Chemistry, bio and immunology combine to target immune receptor
A Maurice Wilkins Centre collaboration across several scientific disciplines has led to a patent for a new immunotherapy drug.
Maurice Wilkins Centre investigators have been collaborating to target a molecule on immune cells ("CSF1R") that can slow down the immune system's attack on cancer.
"The immune system's response against a tumour involves complex interactions between many different immune cells," explains Professor Peter Shepherd, Deputy Director of the Maurice Wilkins Centre.
While white blood cells called T cells can attack and kill cancer cells, says Peter, a second type of white blood cells called macrophages can slow the T cells down.
"CSF1R is a receptor located on the surface of macrophages, and it's crucial to the development and function of macrophages. By inhibiting CSF1R, we can stop the macrophages in tumours from blocking the T cells, thereby enabling T cells to kill the cancer cells."
Work leads to development of CSF1R inhibitors
Peter collaborated with chemist Dinstinguished Professor Bill Denny from the Auckland Cancer Society Research Centre, and immunologists Professor Rod Dunbar from the University of Auckland and Professor Ian Hermans from the Malaghan Institute of Medical Research to develop a unique series of chemicals that target CSF1R's enzyme activity.
Other Maurice Wilkins Centre investigators involved in the project include Jack Flanaghan, Gordon Rewcastle, Stephen Jamieson and Christina Buchanan.
Professor Peter Shepherd (pictured) is collaborating with several Maurice Wilkins Centre investigators on the development of a novel compound for potential use in cancer immunotherapy.
Peter says the ability of the Maurice Wilkins Centre to bring together the country's best biomedical scientists has enabled the research to advance rapidly: "The Centre specialises in bringing together powerful teams to tackle major projects, in this case enabling the cancer biologists and chemists to work directly with immunologists."
Rod agrees: "To date, much of our immune therapy work has focused on vaccines. It's exiting to see how we can apply New Zealand's small molecule capabilities to help accelerate immune therapy for cancer."

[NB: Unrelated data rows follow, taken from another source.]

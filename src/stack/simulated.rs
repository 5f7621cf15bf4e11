// src/stack/simulated.rs
//! In-process stand-in for the radio stack.
//!
//! Used by the host binary when no radio is attached, and by tests. With
//! `auto_events` on, every accepted request completes on its own (form
//! brings the network up, leave takes it down, sends are delivered).
//! With it off, tests drive completions by hand.

use rand::rngs::StdRng;
use rand::{Rng, SeedableRng};
use std::collections::{HashMap, VecDeque};

use crate::config::{NetworkConfig, TxOptions};
use crate::log_debug;
use crate::stack::{
    BindingEntry, Destination, LiveNetwork, NetworkState, OnOffFrame, RadioStack, StackEvent,
    StackStatus, StackStatusChange, BATTERY_HALF_PERCENT_ATTRIBUTE_ID, FLOW_ATTRIBUTE_ID,
    FLOW_MEASUREMENT_CLUSTER_ID, POWER_CONFIG_CLUSTER_ID, ZCL_INT16U_TYPE, ZCL_INT8U_TYPE,
    ZCL_REPORT_ATTRIBUTES_COMMAND_ID,
};
use crate::util::eui64::StableId;

const FLOW_CEILING: u16 = 200;
/// Oldest entries of `sent` and `forms` are dropped past this
pub const HISTORY_CAP: usize = 64;

fn push_capped<T>(history: &mut Vec<T>, item: T) {
    if history.len() >= HISTORY_CAP {
        history.remove(0);
    }
    history.push(item);
}

/// `attrId(le) type value(le)` for the flow measurement cluster
pub fn flow_report_payload(flow: u16) -> Vec<u8> {
    let mut payload = FLOW_ATTRIBUTE_ID.to_le_bytes().to_vec();
    payload.push(ZCL_INT16U_TYPE);
    payload.extend_from_slice(&flow.to_le_bytes());
    payload
}

/// `attrId(le) type value` for the power configuration cluster
pub fn battery_report_payload(half_percent: u8) -> Vec<u8> {
    let mut payload = BATTERY_HALF_PERCENT_ATTRIBUTE_ID.to_le_bytes().to_vec();
    payload.push(ZCL_INT8U_TYPE);
    payload.push(half_percent);
    payload
}

#[derive(Debug, Clone, Copy, PartialEq, Eq)]
pub struct SentFrame {
    pub destination: Destination,
    pub frame: OnOffFrame,
    pub options: TxOptions,
}

/// Remote valve the simulation pretends is out there
#[derive(Debug, Clone, Copy)]
struct SimulatedValve {
    eui64: StableId,
    node_id: u16,
    open: bool,
    flow: u16,
    battery_half: u8,
}

#[derive(Debug)]
pub struct SimulatedStack {
    state: NetworkState,
    live: Option<LiveNetwork>,
    node_id: u16,
    eui64: StableId,
    events: VecDeque<StackEvent>,
    pub auto_events: bool,

    /// Immediate statuses returned by the next requests
    pub send_status: StackStatus,
    pub form_status: StackStatus,
    pub leave_status: StackStatus,
    pub binding_status: StackStatus,

    /// Recent submissions, newest last
    pub sent: Vec<SentFrame>,
    pub forms: Vec<NetworkConfig>,
    pub leaves: usize,
    pub join_opens: usize,
    pub join_closes: usize,
    pub bindings: HashMap<u8, BindingEntry>,
    pub binding_remote_nodes: HashMap<u8, u16>,

    pending_form: Option<NetworkConfig>,
    in_flight: VecDeque<SentFrame>,

    valve: Option<SimulatedValve>,
    telemetry_interval_ms: Option<u64>,
    last_report_ms: u64,
    rng: StdRng,
}

impl Default for SimulatedStack {
    fn default() -> Self {
        Self::new()
    }
}

impl SimulatedStack {
    pub fn new() -> Self {
        Self {
            state: NetworkState::NoNetwork,
            live: None,
            node_id: 0x0000,
            eui64: StableId::from_le_bytes([0x01, 0x00, 0x00, 0xFE, 0xFF, 0x6F, 0x0D, 0x00]),
            events: VecDeque::new(),
            auto_events: false,
            send_status: StackStatus::SUCCESS,
            form_status: StackStatus::SUCCESS,
            leave_status: StackStatus::SUCCESS,
            binding_status: StackStatus::SUCCESS,
            sent: Vec::new(),
            forms: Vec::new(),
            leaves: 0,
            join_opens: 0,
            join_closes: 0,
            bindings: HashMap::new(),
            binding_remote_nodes: HashMap::new(),
            pending_form: None,
            in_flight: VecDeque::new(),
            valve: None,
            telemetry_interval_ms: None,
            last_report_ms: 0,
            rng: StdRng::from_entropy(),
        }
    }

    /// Requests complete on their own
    pub fn autonomous() -> Self {
        Self {
            auto_events: true,
            ..Self::new()
        }
    }

    /// Already joined with `config`, as after a warm boot
    pub fn joined(config: NetworkConfig) -> Self {
        let mut stack = Self::new();
        stack.state = NetworkState::Joined;
        stack.live = Some(live_from(config));
        stack
    }

    /// Attach a simulated valve that joins after the network forms and
    /// reports flow/battery every `interval_ms`.
    pub fn with_valve(mut self, eui64: StableId, node_id: u16, interval_ms: u64, seed: Option<u64>) -> Self {
        self.valve = Some(SimulatedValve {
            eui64,
            node_id,
            open: false,
            flow: 20,
            battery_half: 200,
        });
        self.telemetry_interval_ms = Some(interval_ms);
        if let Some(seed) = seed {
            self.rng = StdRng::seed_from_u64(seed);
        }
        self
    }

    pub fn push_event(&mut self, event: StackEvent) {
        self.events.push_back(event);
    }

    pub fn pending_events(&self) -> usize {
        self.events.len()
    }

    pub fn last_sent(&self) -> Option<&SentFrame> {
        self.sent.last()
    }

    /// Finish the oldest in-flight send with `status`
    pub fn complete_send(&mut self, status: StackStatus) -> bool {
        let Some(sent) = self.in_flight.pop_front() else {
            return false;
        };
        if status.is_success() {
            if let Some(valve) = self.valve.as_mut() {
                valve.open = sent.frame.open;
            }
        }
        self.events.push_back(StackEvent::MessageSent {
            cluster_id: OnOffFrame::CLUSTER_ID,
            source_endpoint: sent.frame.source_endpoint,
            destination: sent.destination,
            status,
        });
        true
    }

    /// Bring up the network requested by the last accepted form
    pub fn complete_form(&mut self) -> bool {
        let Some(config) = self.pending_form.take() else {
            return false;
        };
        self.state = NetworkState::Joined;
        self.live = Some(live_from(config));
        self.events.push_back(StackEvent::StackStatus(StackStatusChange::NetworkUp));
        self.events.push_back(StackEvent::NetworkFormed {
            pan_id: config.pan_id,
            channel: config.channel,
        });
        if let Some(valve) = self.valve {
            self.events.push_back(StackEvent::DeviceJoined {
                eui64: valve.eui64,
                node_id: valve.node_id,
            });
        }
        true
    }

    /// Finish an accepted leave. Frames still in flight fail first.
    pub fn complete_leave(&mut self) -> bool {
        if self.state != NetworkState::Leaving {
            return false;
        }
        self.state = NetworkState::NoNetwork;
        self.live = None;
        while self.complete_send(StackStatus::NETWORK_DOWN) {}
        self.events.push_back(StackEvent::StackStatus(StackStatusChange::NetworkDown));
        true
    }

    fn generate_reports(&mut self, now_ms: u64) {
        let Some(interval) = self.telemetry_interval_ms else {
            return;
        };
        if self.state != NetworkState::Joined || now_ms.saturating_sub(self.last_report_ms) < interval {
            return;
        }
        let Some(valve) = self.valve.as_mut() else {
            return;
        };
        self.last_report_ms = now_ms;

        let step: u16 = self.rng.gen_range(3..12);
        valve.flow = if valve.open {
            valve.flow.saturating_add(step).min(FLOW_CEILING)
        } else {
            valve.flow.saturating_sub(step)
        };
        if self.rng.gen_bool(0.02) {
            valve.battery_half = valve.battery_half.saturating_sub(1);
        }

        log_debug!("Simulated valve report flow={} battery_half={}", valve.flow, valve.battery_half);

        let source = valve.node_id;
        self.events.push_back(StackEvent::AttributeReport {
            cluster_id: FLOW_MEASUREMENT_CLUSTER_ID,
            command_id: ZCL_REPORT_ATTRIBUTES_COMMAND_ID,
            source,
            payload: flow_report_payload(valve.flow),
        });
        self.events.push_back(StackEvent::AttributeReport {
            cluster_id: POWER_CONFIG_CLUSTER_ID,
            command_id: ZCL_REPORT_ATTRIBUTES_COMMAND_ID,
            source,
            payload: battery_report_payload(valve.battery_half),
        });
    }
}

fn live_from(config: NetworkConfig) -> LiveNetwork {
    LiveNetwork {
        pan_id: config.pan_id,
        channel: config.channel,
    }
}

impl RadioStack for SimulatedStack {
    fn network_state(&self) -> NetworkState {
        self.state
    }

    fn live_network(&self) -> Option<LiveNetwork> {
        self.live
    }

    fn local_node_id(&self) -> u16 {
        self.node_id
    }

    fn local_eui64(&self) -> StableId {
        self.eui64
    }

    fn send_on_off(&mut self, destination: Destination, frame: OnOffFrame, options: TxOptions) -> StackStatus {
        let sent = SentFrame { destination, frame, options };
        push_capped(&mut self.sent, sent);
        if !self.send_status.is_success() {
            return self.send_status;
        }
        self.in_flight.push_back(sent);
        if self.auto_events {
            self.complete_send(StackStatus::SUCCESS);
        }
        StackStatus::SUCCESS
    }

    fn form_network(&mut self, config: NetworkConfig) -> StackStatus {
        push_capped(&mut self.forms, config);
        if !self.form_status.is_success() {
            return self.form_status;
        }
        if self.state != NetworkState::NoNetwork {
            return StackStatus::INVALID_CALL;
        }
        self.state = NetworkState::Joining;
        self.pending_form = Some(config);
        if self.auto_events {
            self.complete_form();
        }
        StackStatus::SUCCESS
    }

    fn leave_network(&mut self) -> StackStatus {
        self.leaves += 1;
        if !self.leave_status.is_success() {
            return self.leave_status;
        }
        self.state = NetworkState::Leaving;
        if self.auto_events {
            self.complete_leave();
        }
        StackStatus::SUCCESS
    }

    fn open_for_joining(&mut self) -> StackStatus {
        if self.state != NetworkState::Joined {
            return StackStatus::INVALID_CALL;
        }
        self.join_opens += 1;
        StackStatus::SUCCESS
    }

    fn close_for_joining(&mut self) -> StackStatus {
        self.join_closes += 1;
        StackStatus::SUCCESS
    }

    fn set_binding(&mut self, index: u8, entry: BindingEntry) -> StackStatus {
        if self.binding_status.is_success() {
            self.bindings.insert(index, entry);
        }
        self.binding_status
    }

    fn set_binding_remote_node(&mut self, index: u8, node_id: u16) -> StackStatus {
        self.binding_remote_nodes.insert(index, node_id);
        StackStatus::SUCCESS
    }

    fn poll_event(&mut self, now_ms: u64) -> Option<StackEvent> {
        if self.events.is_empty() {
            self.generate_reports(now_ms);
        }
        self.events.pop_front()
    }
}

#[cfg(test)]
mod tests {
    use super::*;

    fn frame(open: bool) -> OnOffFrame {
        OnOffFrame {
            open,
            source_endpoint: 2,
            destination_endpoint: 1,
        }
    }

    #[test]
    fn test_autonomous_form_brings_network_up() {
        let mut stack = SimulatedStack::autonomous();
        assert_eq!(stack.form_network(NetworkConfig::default()), StackStatus::SUCCESS);
        assert_eq!(stack.network_state(), NetworkState::Joined);
        assert_eq!(
            stack.poll_event(0),
            Some(StackEvent::StackStatus(StackStatusChange::NetworkUp))
        );
        assert!(matches!(stack.poll_event(0), Some(StackEvent::NetworkFormed { pan_id: 0xBEEF, channel: 11 })));
        assert_eq!(stack.poll_event(0), None);
    }

    #[test]
    fn test_manual_send_completion() {
        let mut stack = SimulatedStack::joined(NetworkConfig::default());
        let status = stack.send_on_off(Destination::Direct(0x1234), frame(true), TxOptions::default());
        assert!(status.is_success());
        assert_eq!(stack.pending_events(), 0);

        assert!(stack.complete_send(StackStatus::DELIVERY_FAILED));
        match stack.poll_event(0) {
            Some(StackEvent::MessageSent { status, source_endpoint, .. }) => {
                assert_eq!(status, StackStatus::DELIVERY_FAILED);
                assert_eq!(source_endpoint, 2);
            }
            other => panic!("unexpected event {:?}", other),
        }
        assert!(!stack.complete_send(StackStatus::SUCCESS));
    }

    #[test]
    fn test_failed_submit_is_not_in_flight() {
        let mut stack = SimulatedStack::joined(NetworkConfig::default());
        stack.send_status = StackStatus::NETWORK_BUSY;
        let status = stack.send_on_off(Destination::Binding(0), frame(false), TxOptions::default());
        assert_eq!(status, StackStatus::NETWORK_BUSY);
        assert!(!stack.complete_send(StackStatus::SUCCESS));
        assert_eq!(stack.sent.len(), 1);
    }

    #[test]
    fn test_leave_fails_frames_in_flight() {
        let mut stack = SimulatedStack::joined(NetworkConfig::default());
        stack.send_on_off(Destination::Binding(0), frame(true), TxOptions::default());
        assert!(stack.leave_network().is_success());
        assert!(stack.complete_leave());

        match stack.poll_event(0) {
            Some(StackEvent::MessageSent { status, .. }) => assert_eq!(status, StackStatus::NETWORK_DOWN),
            other => panic!("unexpected event {:?}", other),
        }
        assert_eq!(
            stack.poll_event(0),
            Some(StackEvent::StackStatus(StackStatusChange::NetworkDown))
        );
        assert!(!stack.complete_send(StackStatus::SUCCESS));
    }

    #[test]
    fn test_history_is_capped() {
        let mut stack = SimulatedStack::autonomous();
        for i in 0..(HISTORY_CAP + 10) {
            let open = i % 2 == 0;
            stack.send_on_off(Destination::Direct(i as u16), frame(open), TxOptions::default());
        }
        assert_eq!(stack.sent.len(), HISTORY_CAP);
        assert_eq!(stack.last_sent().unwrap().destination, Destination::Direct((HISTORY_CAP + 9) as u16));
        assert_eq!(stack.sent[0].destination, Destination::Direct(10));
    }

    #[test]
    fn test_simulated_valve_reports_after_interval() {
        let eui = StableId::parse("000D6FFFFE0A0B0C").unwrap();
        let mut stack = SimulatedStack::joined(NetworkConfig::default()).with_valve(eui, 0x1A2B, 1000, Some(7));
        assert_eq!(stack.poll_event(500), None);

        match stack.poll_event(1000) {
            Some(StackEvent::AttributeReport { cluster_id, payload, .. }) => {
                assert_eq!(cluster_id, FLOW_MEASUREMENT_CLUSTER_ID);
                assert_eq!(payload.len(), 5);
            }
            other => panic!("unexpected event {:?}", other),
        }
        assert!(matches!(
            stack.poll_event(1000),
            Some(StackEvent::AttributeReport { cluster_id: POWER_CONFIG_CLUSTER_ID, .. })
        ));
        assert_eq!(stack.poll_event(1500), None);
    }

    #[test]
    fn test_report_payload_encoding() {
        assert_eq!(flow_report_payload(0x0123), vec![0x00, 0x00, 0x21, 0x23, 0x01]);
        assert_eq!(battery_report_payload(150), vec![0x21, 0x00, 0x20, 150]);
    }
}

Ongoing research objectives
The next stage for the researchers is to understand how this new class of drugs perform in animal models of cancer, and how they will affect macrophages in those contexts. From there, the team hopes to find candidates that can go into clincal development.
"The Maurice Wilkins Centre has been involved in the development of 'molecularly-targeted' enzyme inhibitors since the mid-1990s, when it was a new paradigm in cancer drug development," says Peter.
"Our successful track record of advancing these types of drugs to clinical trials with commercial partners makes this landmark development of CSF1R inhibitors all the more exciting."